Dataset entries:
+--
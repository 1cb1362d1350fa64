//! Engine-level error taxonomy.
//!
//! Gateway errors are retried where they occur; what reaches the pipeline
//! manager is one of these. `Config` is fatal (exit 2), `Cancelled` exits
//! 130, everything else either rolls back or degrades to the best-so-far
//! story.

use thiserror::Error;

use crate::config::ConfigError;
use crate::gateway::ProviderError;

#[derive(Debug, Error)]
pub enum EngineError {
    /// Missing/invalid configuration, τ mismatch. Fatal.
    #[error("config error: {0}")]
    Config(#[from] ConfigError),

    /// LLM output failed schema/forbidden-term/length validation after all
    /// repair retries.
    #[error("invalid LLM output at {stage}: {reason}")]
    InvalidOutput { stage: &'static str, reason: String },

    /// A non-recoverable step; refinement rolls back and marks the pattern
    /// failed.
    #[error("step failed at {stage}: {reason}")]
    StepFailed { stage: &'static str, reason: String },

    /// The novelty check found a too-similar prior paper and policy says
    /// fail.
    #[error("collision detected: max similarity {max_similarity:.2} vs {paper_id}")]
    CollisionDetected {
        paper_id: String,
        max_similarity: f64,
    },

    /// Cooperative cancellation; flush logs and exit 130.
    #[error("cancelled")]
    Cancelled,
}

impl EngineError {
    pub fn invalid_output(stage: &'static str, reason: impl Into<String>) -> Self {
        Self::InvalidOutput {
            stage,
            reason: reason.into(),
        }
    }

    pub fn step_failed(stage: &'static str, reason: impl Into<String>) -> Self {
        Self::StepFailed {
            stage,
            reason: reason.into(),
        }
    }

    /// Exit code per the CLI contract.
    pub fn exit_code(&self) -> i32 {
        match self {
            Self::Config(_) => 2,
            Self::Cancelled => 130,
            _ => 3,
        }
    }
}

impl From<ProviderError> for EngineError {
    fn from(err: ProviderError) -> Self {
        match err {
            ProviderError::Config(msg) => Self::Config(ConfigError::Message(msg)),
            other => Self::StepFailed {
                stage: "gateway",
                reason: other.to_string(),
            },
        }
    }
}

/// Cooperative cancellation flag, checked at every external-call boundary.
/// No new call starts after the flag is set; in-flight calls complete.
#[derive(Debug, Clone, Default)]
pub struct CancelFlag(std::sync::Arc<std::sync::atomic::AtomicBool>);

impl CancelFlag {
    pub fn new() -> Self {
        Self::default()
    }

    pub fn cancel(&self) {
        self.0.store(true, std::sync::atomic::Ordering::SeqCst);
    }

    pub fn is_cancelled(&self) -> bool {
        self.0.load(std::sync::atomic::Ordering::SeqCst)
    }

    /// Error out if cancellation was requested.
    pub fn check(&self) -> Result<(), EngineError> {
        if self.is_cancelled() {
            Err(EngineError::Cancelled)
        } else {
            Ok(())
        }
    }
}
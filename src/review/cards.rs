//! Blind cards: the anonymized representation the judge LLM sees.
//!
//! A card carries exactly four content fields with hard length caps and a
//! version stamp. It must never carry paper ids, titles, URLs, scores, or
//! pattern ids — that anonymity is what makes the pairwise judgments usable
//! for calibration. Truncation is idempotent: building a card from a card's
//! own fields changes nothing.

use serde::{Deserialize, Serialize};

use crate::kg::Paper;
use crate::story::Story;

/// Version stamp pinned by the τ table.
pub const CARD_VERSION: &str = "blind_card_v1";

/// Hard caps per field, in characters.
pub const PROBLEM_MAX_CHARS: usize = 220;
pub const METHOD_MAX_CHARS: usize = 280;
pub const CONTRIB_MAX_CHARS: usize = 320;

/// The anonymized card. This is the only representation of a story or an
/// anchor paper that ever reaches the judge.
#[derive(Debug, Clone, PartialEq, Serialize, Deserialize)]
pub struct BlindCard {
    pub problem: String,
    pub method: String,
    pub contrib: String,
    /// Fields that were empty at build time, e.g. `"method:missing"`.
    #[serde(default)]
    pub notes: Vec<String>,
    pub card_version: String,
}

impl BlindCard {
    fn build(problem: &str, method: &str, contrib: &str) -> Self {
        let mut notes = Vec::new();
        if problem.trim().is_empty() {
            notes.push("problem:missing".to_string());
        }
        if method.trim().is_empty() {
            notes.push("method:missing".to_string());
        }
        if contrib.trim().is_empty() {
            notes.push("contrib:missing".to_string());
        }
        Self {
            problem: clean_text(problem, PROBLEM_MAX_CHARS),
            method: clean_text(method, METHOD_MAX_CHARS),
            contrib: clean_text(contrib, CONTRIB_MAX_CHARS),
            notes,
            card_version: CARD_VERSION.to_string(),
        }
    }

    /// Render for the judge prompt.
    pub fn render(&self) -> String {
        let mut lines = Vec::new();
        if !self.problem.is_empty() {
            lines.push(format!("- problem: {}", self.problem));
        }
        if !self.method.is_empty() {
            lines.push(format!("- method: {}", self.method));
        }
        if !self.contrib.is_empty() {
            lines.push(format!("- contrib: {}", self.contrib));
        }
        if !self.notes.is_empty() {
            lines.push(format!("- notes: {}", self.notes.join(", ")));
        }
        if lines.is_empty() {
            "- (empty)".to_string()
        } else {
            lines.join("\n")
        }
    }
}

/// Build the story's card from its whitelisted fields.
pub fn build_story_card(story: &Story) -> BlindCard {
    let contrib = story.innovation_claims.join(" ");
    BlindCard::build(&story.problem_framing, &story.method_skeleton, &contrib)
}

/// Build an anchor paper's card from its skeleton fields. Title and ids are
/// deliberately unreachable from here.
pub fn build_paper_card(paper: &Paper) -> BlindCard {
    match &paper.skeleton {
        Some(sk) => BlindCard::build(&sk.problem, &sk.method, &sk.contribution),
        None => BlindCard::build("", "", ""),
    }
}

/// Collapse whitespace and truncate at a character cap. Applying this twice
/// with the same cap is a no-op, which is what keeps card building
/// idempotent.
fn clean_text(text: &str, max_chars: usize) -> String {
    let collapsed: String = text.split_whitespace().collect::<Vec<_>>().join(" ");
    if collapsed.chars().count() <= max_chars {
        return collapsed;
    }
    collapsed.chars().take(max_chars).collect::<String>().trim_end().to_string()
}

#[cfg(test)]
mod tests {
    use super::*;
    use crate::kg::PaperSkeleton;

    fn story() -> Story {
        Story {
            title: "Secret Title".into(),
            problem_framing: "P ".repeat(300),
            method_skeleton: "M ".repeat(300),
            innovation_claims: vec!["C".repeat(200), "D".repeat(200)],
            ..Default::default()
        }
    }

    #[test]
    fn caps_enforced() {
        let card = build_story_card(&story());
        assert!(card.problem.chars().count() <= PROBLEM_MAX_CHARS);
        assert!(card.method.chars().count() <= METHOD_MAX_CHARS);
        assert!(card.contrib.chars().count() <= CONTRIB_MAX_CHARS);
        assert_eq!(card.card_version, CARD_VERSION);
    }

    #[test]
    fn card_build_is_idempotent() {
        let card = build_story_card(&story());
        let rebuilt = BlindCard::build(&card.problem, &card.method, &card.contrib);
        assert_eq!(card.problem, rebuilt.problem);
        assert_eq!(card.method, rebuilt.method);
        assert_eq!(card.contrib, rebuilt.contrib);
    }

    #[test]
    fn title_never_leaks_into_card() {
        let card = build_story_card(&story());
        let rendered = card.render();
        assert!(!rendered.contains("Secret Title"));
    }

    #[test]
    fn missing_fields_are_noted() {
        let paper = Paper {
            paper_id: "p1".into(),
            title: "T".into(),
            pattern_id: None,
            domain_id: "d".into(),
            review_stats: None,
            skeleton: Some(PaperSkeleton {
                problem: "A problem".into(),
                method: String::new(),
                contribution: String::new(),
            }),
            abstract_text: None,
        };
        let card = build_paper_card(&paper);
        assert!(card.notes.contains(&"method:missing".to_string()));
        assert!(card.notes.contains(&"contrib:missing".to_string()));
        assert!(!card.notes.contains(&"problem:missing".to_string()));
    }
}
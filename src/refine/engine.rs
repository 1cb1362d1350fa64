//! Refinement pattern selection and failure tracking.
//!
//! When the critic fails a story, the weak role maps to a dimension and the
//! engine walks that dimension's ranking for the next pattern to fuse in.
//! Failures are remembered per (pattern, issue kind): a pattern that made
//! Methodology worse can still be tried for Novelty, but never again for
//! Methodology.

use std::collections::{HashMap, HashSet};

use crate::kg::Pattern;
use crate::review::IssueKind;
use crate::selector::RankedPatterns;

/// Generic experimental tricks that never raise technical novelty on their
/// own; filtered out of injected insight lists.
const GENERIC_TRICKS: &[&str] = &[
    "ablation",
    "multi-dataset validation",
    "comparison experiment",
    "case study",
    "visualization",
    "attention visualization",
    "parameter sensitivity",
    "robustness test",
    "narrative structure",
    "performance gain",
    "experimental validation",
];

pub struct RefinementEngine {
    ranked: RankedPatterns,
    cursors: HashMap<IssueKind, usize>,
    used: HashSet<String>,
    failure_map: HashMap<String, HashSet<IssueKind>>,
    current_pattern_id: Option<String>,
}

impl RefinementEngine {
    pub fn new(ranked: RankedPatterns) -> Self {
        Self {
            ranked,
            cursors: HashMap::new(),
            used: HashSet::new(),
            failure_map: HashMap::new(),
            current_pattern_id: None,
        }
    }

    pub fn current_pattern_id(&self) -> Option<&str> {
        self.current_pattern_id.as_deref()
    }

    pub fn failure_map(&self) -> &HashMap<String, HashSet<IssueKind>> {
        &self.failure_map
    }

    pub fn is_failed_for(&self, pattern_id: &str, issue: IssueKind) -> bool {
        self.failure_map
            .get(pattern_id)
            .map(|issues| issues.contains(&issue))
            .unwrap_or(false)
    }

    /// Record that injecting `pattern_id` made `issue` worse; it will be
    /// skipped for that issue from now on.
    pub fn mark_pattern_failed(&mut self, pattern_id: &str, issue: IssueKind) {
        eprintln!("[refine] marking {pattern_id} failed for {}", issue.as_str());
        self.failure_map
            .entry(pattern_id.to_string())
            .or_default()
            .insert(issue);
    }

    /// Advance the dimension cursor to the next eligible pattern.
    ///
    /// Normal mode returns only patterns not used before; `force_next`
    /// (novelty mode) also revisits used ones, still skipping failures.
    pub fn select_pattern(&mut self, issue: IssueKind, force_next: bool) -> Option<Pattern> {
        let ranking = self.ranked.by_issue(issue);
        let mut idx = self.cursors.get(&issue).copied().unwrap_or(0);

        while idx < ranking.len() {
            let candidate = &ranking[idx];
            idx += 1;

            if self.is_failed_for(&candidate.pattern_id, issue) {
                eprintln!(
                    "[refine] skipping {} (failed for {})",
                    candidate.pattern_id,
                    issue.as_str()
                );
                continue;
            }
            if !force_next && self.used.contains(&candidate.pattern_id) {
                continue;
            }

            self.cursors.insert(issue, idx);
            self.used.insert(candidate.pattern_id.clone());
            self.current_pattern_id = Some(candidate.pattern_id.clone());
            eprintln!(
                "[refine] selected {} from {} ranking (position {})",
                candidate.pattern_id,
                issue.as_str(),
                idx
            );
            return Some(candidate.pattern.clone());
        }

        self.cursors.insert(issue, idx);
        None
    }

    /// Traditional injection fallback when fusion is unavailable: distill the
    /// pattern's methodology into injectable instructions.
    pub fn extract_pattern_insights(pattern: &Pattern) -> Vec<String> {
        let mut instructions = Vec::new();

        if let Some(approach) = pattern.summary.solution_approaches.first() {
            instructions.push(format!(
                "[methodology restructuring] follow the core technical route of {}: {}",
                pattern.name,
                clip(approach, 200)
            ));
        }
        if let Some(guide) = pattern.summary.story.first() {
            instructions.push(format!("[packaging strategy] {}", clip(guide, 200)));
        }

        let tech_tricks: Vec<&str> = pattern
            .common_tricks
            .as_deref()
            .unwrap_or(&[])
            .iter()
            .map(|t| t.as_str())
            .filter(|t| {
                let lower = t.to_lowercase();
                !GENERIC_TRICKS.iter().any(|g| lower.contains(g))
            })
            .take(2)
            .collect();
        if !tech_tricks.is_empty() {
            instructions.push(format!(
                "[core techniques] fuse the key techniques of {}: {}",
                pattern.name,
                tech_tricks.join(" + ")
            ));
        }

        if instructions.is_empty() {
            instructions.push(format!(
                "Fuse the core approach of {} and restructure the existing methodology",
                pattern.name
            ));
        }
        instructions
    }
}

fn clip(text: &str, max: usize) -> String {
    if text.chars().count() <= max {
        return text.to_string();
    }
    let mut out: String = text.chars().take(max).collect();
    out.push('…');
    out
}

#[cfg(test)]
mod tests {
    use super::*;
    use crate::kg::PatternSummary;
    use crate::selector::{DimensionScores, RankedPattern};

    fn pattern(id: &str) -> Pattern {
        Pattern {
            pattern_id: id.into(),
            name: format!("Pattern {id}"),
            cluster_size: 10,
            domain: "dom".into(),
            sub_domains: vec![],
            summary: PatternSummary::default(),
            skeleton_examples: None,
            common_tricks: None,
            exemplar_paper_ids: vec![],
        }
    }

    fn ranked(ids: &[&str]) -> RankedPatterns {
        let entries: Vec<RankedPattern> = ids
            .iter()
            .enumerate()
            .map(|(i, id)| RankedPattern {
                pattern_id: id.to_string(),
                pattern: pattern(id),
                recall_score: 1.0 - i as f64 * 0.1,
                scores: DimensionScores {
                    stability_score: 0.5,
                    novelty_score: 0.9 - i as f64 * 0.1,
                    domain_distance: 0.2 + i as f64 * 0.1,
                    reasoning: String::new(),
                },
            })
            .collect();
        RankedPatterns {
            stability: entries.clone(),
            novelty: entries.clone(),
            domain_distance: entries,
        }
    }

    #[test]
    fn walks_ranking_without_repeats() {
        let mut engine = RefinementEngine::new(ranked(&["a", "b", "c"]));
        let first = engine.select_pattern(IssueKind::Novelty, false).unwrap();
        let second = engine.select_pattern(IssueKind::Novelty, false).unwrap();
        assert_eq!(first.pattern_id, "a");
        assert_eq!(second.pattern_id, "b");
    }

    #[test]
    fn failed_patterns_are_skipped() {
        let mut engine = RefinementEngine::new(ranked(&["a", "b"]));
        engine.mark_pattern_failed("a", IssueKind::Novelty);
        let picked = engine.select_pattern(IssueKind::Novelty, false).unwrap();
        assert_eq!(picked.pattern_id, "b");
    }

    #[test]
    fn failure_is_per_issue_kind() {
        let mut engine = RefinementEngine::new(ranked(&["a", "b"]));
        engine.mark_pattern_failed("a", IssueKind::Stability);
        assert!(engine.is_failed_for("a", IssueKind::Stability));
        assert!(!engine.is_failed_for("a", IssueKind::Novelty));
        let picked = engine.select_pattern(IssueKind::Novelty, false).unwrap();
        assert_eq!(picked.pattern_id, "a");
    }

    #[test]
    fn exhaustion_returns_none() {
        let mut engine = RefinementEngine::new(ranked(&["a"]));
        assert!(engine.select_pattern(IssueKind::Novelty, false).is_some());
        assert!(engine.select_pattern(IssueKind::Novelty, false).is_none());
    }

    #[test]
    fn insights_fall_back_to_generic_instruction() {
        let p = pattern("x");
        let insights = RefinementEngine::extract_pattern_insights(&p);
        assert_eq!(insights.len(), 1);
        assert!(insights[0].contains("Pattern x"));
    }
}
+--
▶ WORK TASK:
Output the first line of the entries above and every line after it, exactly as written, ending with the line that contains "pub fn invalid_output(stage: &'static".

▶ RESPONSE BELOW:
repository 1cb1362d1350fa64
//! Engine-level error taxonomy.
//!
//! Gateway errors are retried where they occur; what reaches the pipeline
//! manager is one of these. `Config` is fatal (exit 2), `Cancelled` exits
//! 130, everything else either rolls back or degrades to the best-so-far
//! story.

use thiserror::Error;

use crate::config::ConfigError;
use crate::gateway::ProviderError;

#[derive(Debug, Error)]
pub enum EngineError {
    /// Missing/invalid configuration, τ mismatch. Fatal.
    #[error("config error: {0}")]
    Config(#[from] ConfigError),

    /// LLM output failed schema/forbidden-term/length validation after all
    /// repair retries.
    #[error("invalid LLM output at {stage}: {reason}")]
    InvalidOutput { stage: &'static str, reason: String },

    /// A non-recoverable step; refinement rolls back and marks the pattern
    /// failed.
    #[error("step failed at {stage}: {reason}")]
    StepFailed { stage: &'static str, reason: String },

    /// The novelty check found a too-similar prior paper and policy says
    /// fail.
    #[error("collision detected: max similarity {max_similarity:.2} vs {paper_id}")]
    CollisionDetected {
        paper_id: String,
        max_similarity: f64,
    },

    /// Cooperative cancellation; flush logs and exit 130.
    #[error("cancelled")]
    Cancelled,
}

impl EngineError {
    pub fn invalid_output(stage: &'static str, reason: impl Into<String>) -> Self {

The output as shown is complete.